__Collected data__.
▼

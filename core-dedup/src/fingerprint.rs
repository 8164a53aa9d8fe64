//! Streaming content fingerprints.
//!
//! A fingerprint is the MD5 digest plus the byte count of a file's content.
//! MD5 because that is what the remote service reports for archived images
//! (`ArchivedMD5`), so local fingerprints compare directly against remote
//! truth. Determinism is the contract; collision resistance is not.

use md5::{Digest, Md5};
use std::fmt;
use std::path::Path;
use tokio::fs::File;
use tokio::io::AsyncReadExt;

use crate::error::Result;

const READ_CHUNK: usize = 64 * 1024;

/// Content-derived identifier: 128-bit MD5 digest plus size in bytes.
///
/// Two files with identical bytes always yield identical fingerprints,
/// independent of filename or modification time.
#[derive(Debug, Clone, Copy, PartialEq, Eq, Hash)]
pub struct ContentFingerprint {
    digest: [u8; 16],
    size: u64,
}

impl ContentFingerprint {
    pub fn new(digest: [u8; 16], size: u64) -> Self {
        Self { digest, size }
    }

    /// Lowercase hex encoding of the digest, as stored and as sent in the
    /// `Content-MD5` header.
    pub fn digest_hex(&self) -> String {
        hex::encode(self.digest)
    }

    pub fn size(&self) -> u64 {
        self.size
    }
}

impl fmt::Display for ContentFingerprint {
    fn fmt(&self, f: &mut fmt::Formatter<'_>) -> fmt::Result {
        write!(f, "{} ({} bytes)", self.digest_hex(), self.size)
    }
}

/// Compute the fingerprint of a local file by streaming it once.
///
/// The file is consumed in fixed-size chunks; it is never buffered whole in
/// memory. An unreadable file yields [`crate::DedupError::Io`].
pub async fn fingerprint_file(path: &Path) -> Result<ContentFingerprint> {
    let mut file = File::open(path).await?;
    let mut hasher = Md5::new();
    let mut size = 0u64;
    let mut buf = vec![0u8; READ_CHUNK];

    loop {
        let n = file.read(&mut buf).await?;
        if n == 0 {
            break;
        }
        hasher.update(&buf[..n]);
        size += n as u64;
    }

    Ok(ContentFingerprint {
        digest: hasher.finalize().into(),
        size,
    })
}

▲

__REQUIRED ACTION__.
Print out all the entries above exactly.

__YOUR SOLUTION__.
filename core-dedup/src/fingerprint.rs
repository 8164a53aa9d8fe64
//! Streaming content fingerprints.
//!
//! A fingerprint is the MD5 digest plus the byte count of a file's content.
//! MD5 because that is what the remote service reports for archived images
//! (`ArchivedMD5`), so local fingerprints compare directly against remote
//! truth. Determinism is the contract; collision resistance is not.

use md5::{Digest, Md5};
use std::fmt;
use std::path::Path;
use tokio::fs::File;
use tokio::io::AsyncReadExt;

use crate::error::Result;

const READ_CHUNK: usize = 64 * 1024;

/// Content-derived identifier: 128-bit MD5 digest plus size in bytes.
///
/// Two files with identical bytes always yield identical fingerprints,
/// independent of filename or modification time.
#[derive(Debug, Clone, Copy, PartialEq, Eq, Hash)]
pub struct ContentFingerprint {
    digest: [u8; 16],
    size: u64,
}

impl ContentFingerprint {
    pub fn new(digest: [u8; 16], size: u64) -> Self {
        Self { digest, size }
    }

    /// Lowercase hex encoding of the digest, as stored and as sent in the
    /// `Content-MD5` header.
    pub fn digest_hex(&self) -> String {
        hex::encode(self.digest)
    }

    pub fn size(&self) -> u64 {
        self.size
    }
}

impl fmt::Display for ContentFingerprint {
    fn fmt(&self, f: &mut fmt::Formatter<'_>) -> fmt::Result {
        write!(f, "{} ({} bytes)", self.digest_hex(), self.size)
    }
}

/// Compute the fingerprint of a local file by streaming it once.
///
/// The file is consumed in fixed-size chunks; it is never buffered whole in
/// memory. An unreadable file yields [`crate::DedupError::Io`].
pub async fn fingerprint_file(path: &Path) -> Result<ContentFingerprint> {
    let mut file = File::open(path).await?;
    let mut hasher = Md5::new();
    let mut size = 0u64;
    let mut buf = vec![0u8; READ_CHUNK];

    loop {
        let n = file.read(&mut buf).await?;
        if n == 0 {
            break;
        }
        hasher.update(&buf[..n]);
        size += n as u64;
    }

    Ok(ContentFingerprint {
        digest: hasher.finalize().into(),
        size,
    })
}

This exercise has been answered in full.